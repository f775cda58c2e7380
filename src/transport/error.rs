//! Error types for HTTP operations.

use thiserror::Error;

/// Error type for HTTP operations.
///
/// Describes what went wrong without dictating recovery strategy.
/// [`HttpError::is_transport`] separates failures attributable to the
/// remote side from failures of the client itself.
#[derive(Debug, Error)]
pub enum HttpError {
    /// Network connection failed.
    ///
    /// This includes DNS resolution failures, connection refused,
    /// TLS failures and broken response bodies.
    #[error("Connection error: {0}")]
    Connection(#[source] Box<dyn std::error::Error + Send + Sync>),

    /// Request timed out.
    #[error("Request timed out")]
    Timeout,

    /// The provided URL could not be turned into a request.
    #[error("Invalid URL: {0}")]
    InvalidUrl(String),

    /// The HTTP client failed for a reason unrelated to the remote host.
    #[error("HTTP client failure: {0}")]
    Internal(String),
}

impl HttpError {
    /// Returns true for request-class failures: the remote endpoint is down,
    /// slow, unreachable or unusable, but the client itself is healthy.
    #[must_use]
    pub const fn is_transport(&self) -> bool {
        match self {
            Self::Connection(_) | Self::Timeout | Self::InvalidUrl(_) => true,
            Self::Internal(_) => false,
        }
    }
}
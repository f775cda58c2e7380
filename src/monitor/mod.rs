//! Monitor layer: detecting public address changes and announcing them.
//!
//! This module provides:
//! - The polling loop ([`PollingController`]) and its inputs ([`PollOptions`])
//! - Per-cycle results ([`CycleOutcome`]) and carried state ([`ControllerState`])

mod controller;


pub use controller::{ControllerState, CycleOutcome, PollOptions, PollingController};
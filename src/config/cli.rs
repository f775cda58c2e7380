//! CLI argument parsing using clap.
//!
//! Defines the command-line interface with all options and subcommands.

use std::path::PathBuf;

use clap::{Parser, Subcommand};

/// ipwatch: public IPv4 change notifier
///
/// Periodically looks up the public IPv4 address of this machine and
/// notifies a recipient whenever it changes.
#[derive(Debug, Parser)]
#[command(name = "ipwatch")]
#[command(version, about, long_about = None)]
pub struct Cli {
    /// Subcommand to run
    #[command(subcommand)]
    pub command: Option<Command>,

    /// Notification webhook URL (required for run mode)
    #[arg(long, global = true)]
    pub url: Option<String>,

    /// Recipient of change notifications (required for run mode)
    #[arg(long, global = true)]
    pub recipient: Option<String>,

    /// HTTP method for notification requests
    #[arg(long)]
    pub method: Option<String>,

    /// HTTP headers in 'Key=Value' or 'Key: Value' format (can be specified multiple times)
    #[arg(long = "header", value_name = "K=V")]
    pub headers: Vec<String>,

    /// Bearer token for Authorization header
    #[arg(long)]
    pub bearer: Option<String>,

    /// Handlebars body template for notification requests
    #[arg(long = "body-template")]
    pub body_template: Option<String>,

    /// Address lookup endpoint, tried in order (can be specified multiple times)
    #[arg(long = "endpoint", value_name = "URL")]
    pub endpoints: Vec<String>,

    /// URL used to check internet connectivity
    #[arg(long = "probe-url", value_name = "URL")]
    pub probe_url: Option<String>,

    /// Polling interval in seconds
    #[arg(long = "poll-interval")]
    pub poll_interval: Option<u64>,

    /// Timeout in seconds for probe and lookup requests
    #[arg(long)]
    pub timeout: Option<u64>,

    /// Path to configuration file
    #[arg(long, short)]
    pub config: Option<PathBuf>,

    /// Test mode - log changes without sending notifications
    #[arg(long)]
    pub dry_run: bool,

    /// Enable verbose logging
    #[arg(long, short)]
    pub verbose: bool,
}

/// Subcommands for ipwatch
#[derive(Debug, Subcommand)]
pub enum Command {
    /// Generate a default configuration file
    Init {
        /// Output path for the configuration file
        #[arg(long, short, default_value = "ipwatch.toml")]
        output: PathBuf,
    },
}

impl Cli {
    /// Parses CLI arguments from the command line.
    #[must_use]
    pub fn parse_args() -> Self {
        Self::parse()
    }

    /// Parses CLI arguments from an iterator (useful for testing).
    pub fn parse_from_iter<I, T>(iter: I) -> Self
    where
        I: IntoIterator<Item = T>,
        T: Into<std::ffi::OsString> + Clone,
    {
        Self::parse_from(iter)
    }

    /// Returns true if this is the init command.
    #[must_use]
    pub const fn is_init(&self) -> bool {
        matches!(self.command, Some(Command::Init { .. }))
    }
}
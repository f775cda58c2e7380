//! ipwatch: public IPv4 change notifier
//!
//! A library for watching the public IPv4 address of this machine through
//! external lookup services and announcing every change to a recipient.

pub mod config;
pub mod monitor;
pub mod network;
pub mod notify;
pub mod time;
pub mod transport;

• • • • •

All lines above from the one holding "types for HTTP operations." to the one holding "filename src/monitor/mod.rs", inclusive, are to be copied exactly; no other line is wanted.

//! Error types for HTTP operations.

use thiserror::Error;

/// Error type for HTTP operations.
///
/// Describes what went wrong without dictating recovery strategy.
/// [`HttpError::is_transport`] separates failures attributable to the
/// remote side from failures of the client itself.
#[derive(Debug, Error)]
pub enum HttpError {
    /// Network connection failed.
    ///
    /// This includes DNS resolution failures, connection refused,
    /// TLS failures and broken response bodies.
    #[error("Connection error: {0}")]
    Connection(#[source] Box<dyn std::error::Error + Send + Sync>),

    /// Request timed out.
    #[error("Request timed out")]
    Timeout,

    /// The provided URL could not be turned into a request.
    #[error("Invalid URL: {0}")]
    InvalidUrl(String),

    /// The HTTP client failed for a reason unrelated to the remote host.
    #[error("HTTP client failure: {0}")]
    Internal(String),
}

impl HttpError {
    /// Returns true for request-class failures: the remote endpoint is down,
    /// slow, unreachable or unusable, but the client itself is healthy.
    #[must_use]
    pub const fn is_transport(&self) -> bool {
        match self {
            Self::Connection(_) | Self::Timeout | Self::InvalidUrl(_) => true,
            Self::Internal(_) => false,
        }
    }
}
repository f775cda58c2e7380
filename src/monitor/mod.rs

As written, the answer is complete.